Bakwaarde speltbrood
Spelt bevat meer eiwit dan tarwe, hoeveel dit per tarweras kan variëren. Belangrijk is dat ondanks het hogere eiwitgehalte de bakwaarde van speltbrood minder is waardoor het aanmerkelijk minder volume heeft en vaster is. In vergelijking met rogge en gerst bevat spelt ca. 5 % meer eiwit in de zin van chemische samenstelling, maar ook voor die soorten geldt dat het glutenvormend vermogen veel minder is dan dat van tarwe.
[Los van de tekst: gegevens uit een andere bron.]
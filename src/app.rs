//! The egui window. Renders [`AppState`] and forwards clicks to the [`Controller`].

use eframe::{App, Frame, egui};
use egui::{Color32, RichText, TextureHandle, TextureOptions, Visuals};
use rfd::FileDialog;

use crate::bridge::DispatchQueue;
use crate::config::AppConfig;
use crate::controller::{Controller, URL_PLACEHOLDER};
use crate::format::{format_duration, format_number};
use crate::model::{DownloadMode, VideoQuality};
use crate::state::{ActionKind, AppState, ThumbnailSlot};

const ACCENT: Color32 = Color32::from_rgb(0x3a, 0x86, 0xff);

pub struct YtGrabApp {
    /// Everything background tasks report back
    state: AppState,
    /// Drained once at the start of every frame
    queue: DispatchQueue<AppState>,
    controller: Controller,
    /// Raw contents of the URL box, one URL per line
    url_input: String,
    mode: DownloadMode,
    /// Ignored for audio downloads
    quality: VideoQuality,
    /// Folder text field; applied to the controller when a download starts
    download_folder: String,
    /// GPU copy of the current thumbnail
    thumbnail: Option<TextureHandle>,
    dark_mode: bool,
}

impl YtGrabApp {
    pub fn new(
        ctx: &egui::Context,
        config: &AppConfig,
        controller: Controller,
        queue: DispatchQueue<AppState>,
    ) -> Self {
        ctx.set_visuals(visuals(config.dark_mode));
        Self {
            state: AppState::default(),
            queue,
            download_folder: controller.download_dir().display().to_string(),
            controller,
            url_input: String::new(),
            mode: config.default_mode,
            quality: config.default_quality,
            thumbnail: None,
            dark_mode: config.dark_mode,
        }
    }

    fn fetch(&mut self) {
        self.controller.fetch_info(&mut self.state, &self.url_input);
    }

    fn download(&mut self) {
        let folder = self.download_folder.trim();
        if !folder.is_empty() && folder != self.controller.download_dir().to_string_lossy() {
            self.controller.set_download_dir(folder.into());
        }
        let quality = (self.mode == DownloadMode::Video).then_some(self.quality);
        self.controller.download(&mut self.state, &self.url_input, self.mode, quality);
    }

    fn upload_thumbnail(&mut self, ctx: &egui::Context) {
        if let Some(image) = self.state.thumbnail.take_decoded() {
            self.thumbnail = Some(ctx.load_texture("thumbnail", image, TextureOptions::LINEAR));
        }
    }

    fn handle_shortcuts(&mut self, ctx: &egui::Context) {
        let (ctrl_enter, ctrl_d) = ctx.input(|i| {
            (
                i.key_pressed(egui::Key::Enter) && i.modifiers.command,
                i.key_pressed(egui::Key::D) && i.modifiers.command,
            )
        });
        if ctrl_enter && self.state.enablement.is_enabled(ActionKind::Fetch) {
            self.fetch();
        }
        if ctrl_d && self.state.enablement.is_enabled(ActionKind::Download) {
            self.download();
        }
    }

    fn input_panel(&mut self, ui: &mut egui::Ui) {
        ui.label("YouTube URLs (one per line):");
        ui.add(
            egui::TextEdit::multiline(&mut self.url_input)
                .hint_text(URL_PLACEHOLDER)
                .desired_rows(4)
                .desired_width(f32::INFINITY),
        );

        ui.horizontal(|ui| {
            ui.label("Download folder:");
            ui.text_edit_singleline(&mut self.download_folder);
            if ui.button("Browse…").clicked() {
                if let Some(folder) = FileDialog::new().set_directory(&self.download_folder).pick_folder() {
                    self.download_folder = folder.display().to_string();
                }
            }
        });

        ui.horizontal(|ui| {
            ui.radio_value(&mut self.mode, DownloadMode::Video, "Video (MP4)");
            ui.radio_value(&mut self.mode, DownloadMode::Audio, "Audio (MP3)");
            ui.add_enabled_ui(self.mode == DownloadMode::Video, |ui| {
                egui::ComboBox::from_id_source("quality")
                    .selected_text(self.quality.label())
                    .show_ui(ui, |ui| {
                        for q in VideoQuality::ALL {
                            ui.selectable_value(&mut self.quality, q, q.label());
                        }
                    });
            });
        });

        ui.horizontal(|ui| {
            let fetch_enabled = self.state.enablement.is_enabled(ActionKind::Fetch);
            if ui.add_enabled(fetch_enabled, egui::Button::new("🔍 Fetch Info")).clicked() {
                self.fetch();
            }
            let download_enabled = self.state.enablement.is_enabled(ActionKind::Download);
            let download = egui::Button::new(RichText::new("⬇ Start Download").strong()).fill(ACCENT);
            if ui.add_enabled(download_enabled, download).clicked() {
                self.download();
            }
        });
    }

    fn progress_panel(&self, ui: &mut egui::Ui) {
        let progress = &self.state.progress;
        ui.add(
            egui::ProgressBar::new(progress.percent / 100.0)
                .text(format!("{:.1}%", progress.percent)),
        );
        ui.horizontal(|ui| {
            ui.label(format!("Speed: {}", progress.speed));
            ui.separator();
            ui.label(format!("ETA: {}", progress.eta));
        });
    }

    fn info_panel(&self, ui: &mut egui::Ui) {
        match (&self.state.thumbnail.slot, &self.thumbnail) {
            (ThumbnailSlot::Displayed, Some(texture)) => {
                ui.image(texture);
            }
            (ThumbnailSlot::Loading, _) => {
                ui.spinner();
            }
            (ThumbnailSlot::Unavailable(reason), _) => {
                ui.weak(*reason);
            }
            _ => {}
        }

        let Some(info) = &self.state.info else {
            ui.weak("Fetch a URL to see its details.");
            return;
        };
        ui.label(RichText::new(info.display_title()).heading());
        ui.label(format!("📺 {}", info.display_channel()));
        ui.label(format!("⏱ {}", format_duration(info.duration_secs())));
        ui.horizontal(|ui| {
            ui.label(format!("👁 {}", format_number(info.view_count)));
            ui.label(format!("👍 {}", format_number(info.like_count)));
            ui.label(format!("💬 {}", format_number(info.comment_count)));
        });
    }

    fn status_log(&self, ui: &mut egui::Ui) {
        ui.label("Status:");
        egui::ScrollArea::vertical()
            .auto_shrink([false; 2])
            .stick_to_bottom(true)
            .show(ui, |ui| {
                for line in &self.state.log {
                    ui.monospace(line);
                }
            });
    }

    fn modal(&mut self, ctx: &egui::Context) {
        let Some(message) = self.state.modal_error.clone() else {
            return;
        };
        egui::Window::new("Error")
            .collapsible(false)
            .resizable(false)
            .anchor(egui::Align2::CENTER_CENTER, [0.0, 0.0])
            .show(ctx, |ui| {
                ui.label(message);
                if ui.button("OK").clicked() {
                    self.state.modal_error = None;
                }
            });
    }
}

fn visuals(dark: bool) -> Visuals {
    if dark { Visuals::dark() } else { Visuals::light() }
}

impl App for YtGrabApp {
    fn update(&mut self, ctx: &egui::Context, _frame: &mut Frame) {
        // Everything background threads produced since the last frame.
        self.queue.drain(&mut self.state);
        self.upload_thumbnail(ctx);
        if self.state.accepts_input() {
            self.handle_shortcuts(ctx);
        }

        egui::TopBottomPanel::top("header").show(ctx, |ui| {
            ui.horizontal(|ui| {
                ui.heading("YouTube Audio / Video Downloader");
                ui.with_layout(egui::Layout::right_to_left(egui::Align::Center), |ui| {
                    let label = if self.dark_mode { "☀ Light" } else { "🌙 Dark" };
                    if ui.button(label).clicked() {
                        self.dark_mode = !self.dark_mode;
                        ctx.set_visuals(visuals(self.dark_mode));
                    }
                });
            });
        });

        egui::SidePanel::right("info_panel")
            .min_width(360.0)
            .show(ctx, |ui| self.info_panel(ui));

        egui::CentralPanel::default().show(ctx, |ui| {
            let enabled = self.state.accepts_input();
            ui.add_enabled_ui(enabled, |ui| self.input_panel(ui));
            ui.separator();
            self.progress_panel(ui);
            ui.separator();
            self.status_log(ui);
        });

        self.modal(ctx);
    }
}
/// Prefix our `--progress-template` puts in front of every progress line.
pub const PROGRESS_PREFIX: &str = "ytgrab-progress:";

/// Status tag reported by the collaborator's progress hook.
#[derive(Debug, Clone, Copy, PartialEq, Eq)]
pub enum ProgressStatus {
    InProgress,
    Complete,
}

/// Progress exactly as the collaborator reported it. All strings are best-effort.
#[derive(Debug, Clone, PartialEq)]
pub struct RawProgress {
    pub status: ProgressStatus,
    pub percent: Option<String>,
    pub speed: Option<String>,
    pub eta: Option<String>,
}

/// A displayable progress update.
#[derive(Debug, Clone, PartialEq)]
pub struct ProgressEvent {
    /// 0.0 to 100.0
    pub percent: f32,
    pub speed: Option<String>,
    pub eta: Option<String>,
    pub terminal: bool,
}

/// Converts raw collaborator progress into a [`ProgressEvent`].
///
/// Never fails: an unparseable percentage becomes `0.0`.
pub fn project(raw: &RawProgress) -> ProgressEvent {
    match raw.status {
        ProgressStatus::Complete => ProgressEvent {
            percent: 100.0,
            speed: Some("Done".to_string()),
            eta: Some("0s".to_string()),
            terminal: true,
        },
        ProgressStatus::InProgress => ProgressEvent {
            percent: raw.percent.as_deref().map(parse_percent).unwrap_or(0.0),
            speed: raw.speed.as_deref().and_then(display_field),
            eta: raw.eta.as_deref().and_then(display_field),
            terminal: false,
        },
    }
}

fn parse_percent(text: &str) -> f32 {
    let cleaned = strip_ansi(text);
    let number = cleaned.trim().trim_end_matches('%').trim();
    match number.parse::<f32>() {
        Ok(v) if v.is_finite() => v.clamp(0.0, 100.0),
        _ => 0.0,
    }
}

fn display_field(text: &str) -> Option<String> {
    let cleaned = strip_ansi(text);
    let trimmed = cleaned.trim();
    if trimmed.is_empty() || trimmed == "NA" || trimmed.starts_with("Unknown") {
        None
    } else {
        Some(trimmed.to_string())
    }
}

/// Removes `ESC [ ... <letter>` colour sequences.
fn strip_ansi(text: &str) -> String {
    let mut out = String::with_capacity(text.len());
    let mut chars = text.chars();
    while let Some(c) = chars.next() {
        if c == '\u{1b}' {
            for next in chars.by_ref() {
                if next.is_ascii_alphabetic() {
                    break;
                }
            }
        } else {
            out.push(c);
        }
    }
    out
}

/// Recognises one line of collaborator output as a progress report.
///
/// Lines look like `ytgrab-progress:downloading|  42.0%|1.20MiB/s|00:13`.
pub fn parse_progress_line(line: &str) -> Option<RawProgress> {
    let rest = line.trim_start().strip_prefix(PROGRESS_PREFIX)?;
    let mut fields = rest.split('|');
    let status = match fields.next()?.trim() {
        "downloading" => ProgressStatus::InProgress,
        "finished" => ProgressStatus::Complete,
        _ => return None,
    };
    let mut next_field = || fields.next().map(|s| s.trim().to_string());
    Some(RawProgress {
        status,
        percent: next_field(),
        speed: next_field(),
        eta: next_field(),
    })
}

#[cfg(test)]
mod tests {
    use super::*;

    fn in_progress(percent: &str) -> RawProgress {
        RawProgress {
            status: ProgressStatus::InProgress,
            percent: Some(percent.to_string()),
            speed: Some("1.5MiB/s".to_string()),
            eta: Some("00:10".to_string()),
        }
    }

    #[test]
    fn parses_padded_percentage() {
        let event = project(&in_progress("  42.5%"));
        assert_eq!(event.percent, 42.5);
        assert_eq!(event.speed.as_deref(), Some("1.5MiB/s"));
        assert_eq!(event.eta.as_deref(), Some("00:10"));
        assert!(!event.terminal);
    }

    #[test]
    fn malformed_percentage_defaults_to_zero() {
        assert_eq!(project(&in_progress("abc%")).percent, 0.0);
        assert_eq!(project(&in_progress("")).percent, 0.0);
        assert_eq!(project(&in_progress("NaN")).percent, 0.0);

        let missing = RawProgress { percent: None, ..in_progress("") };
        assert_eq!(project(&missing).percent, 0.0);
    }

    #[test]
    fn strips_colour_codes() {
        assert_eq!(project(&in_progress("\u{1b}[0;94m 12.3%\u{1b}[0m")).percent, 12.3);
    }

    #[test]
    fn complete_forces_terminal_values() {
        let raw = RawProgress {
            status: ProgressStatus::Complete,
            percent: Some("garbage".to_string()),
            speed: None,
            eta: None,
        };
        let event = project(&raw);
        assert_eq!(event.percent, 100.0);
        assert_eq!(event.speed.as_deref(), Some("Done"));
        assert_eq!(event.eta.as_deref(), Some("0s"));
        assert!(event.terminal);
    }

    #[test]
    fn unknown_speed_and_eta_are_absent() {
        let raw = RawProgress {
            speed: Some("NA".to_string()),
            eta: Some("Unknown".to_string()),
            ..in_progress("5%")
        };
        let event = project(&raw);
        assert_eq!(event.speed, None);
        assert_eq!(event.eta, None);
    }

    #[test]
    fn recognises_progress_lines() {
        let raw = parse_progress_line("ytgrab-progress:downloading|  7.1%|2.00MiB/s|00:42").unwrap();
        assert_eq!(raw.status, ProgressStatus::InProgress);
        assert_eq!(raw.percent.as_deref(), Some("7.1%"));
        assert_eq!(raw.speed.as_deref(), Some("2.00MiB/s"));
        assert_eq!(raw.eta.as_deref(), Some("00:42"));

        let done = parse_progress_line("ytgrab-progress:finished|100%|NA|NA").unwrap();
        assert_eq!(done.status, ProgressStatus::Complete);
    }

    #[test]
    fn ignores_other_output() {
        assert!(parse_progress_line("[youtube] abc: Downloading webpage").is_none());
        assert!(parse_progress_line("ytgrab-progress:error|0%|NA|NA").is_none());
        assert!(parse_progress_line("").is_none());
    }
}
Kijk voor informatie over dit item op www.kollembergerspelt.nl/samenstelling.
Eiwitten- Aminozuren
De samenstelling van de aminozuren verschilt tussen spelt en de huidige tarwe. Spelt heeft een hoger gehalte aan leucine en phelylana-line. Deze twee aminozuren zijn belangrijk omdat deze aminozuren niet door het menselijk lichaam zelf worden aangemaakt. De Speltkorrels bevatten 6 van de 8 essentiële aminozuren. Spelt bevat in totaal meer aminozuren dan tarwe en deze hebben ook een andere structuur. Hieronder staat een globaal overzicht van het eiwitgehalte van Spelt in vergelijking met andere tarwesoorten:
Spelt 15,5%
Gemiddelde landtarwe 12,5%
Harde Tarwe 13,8%
Zachte Tarwe 10,5%
Spelt heeft een beter eiwitgehalte dan harde tarwesoorten. Dit wil niet zeggen dat spelt een beter glutennetwerk kan vormen. Een glutennetwerk is nodig om brood zijn vorm te geven.* Twee eiwitsoorten zijn nodig voor het vormen van dit glutennetwerk, namelijk de gladine en glutenine. Er komen nog twee andere eiwitsoorten voor; albumine en globuline. Deze laatste twee dragen geen rol bij aan het vormen van een glutennetwerk.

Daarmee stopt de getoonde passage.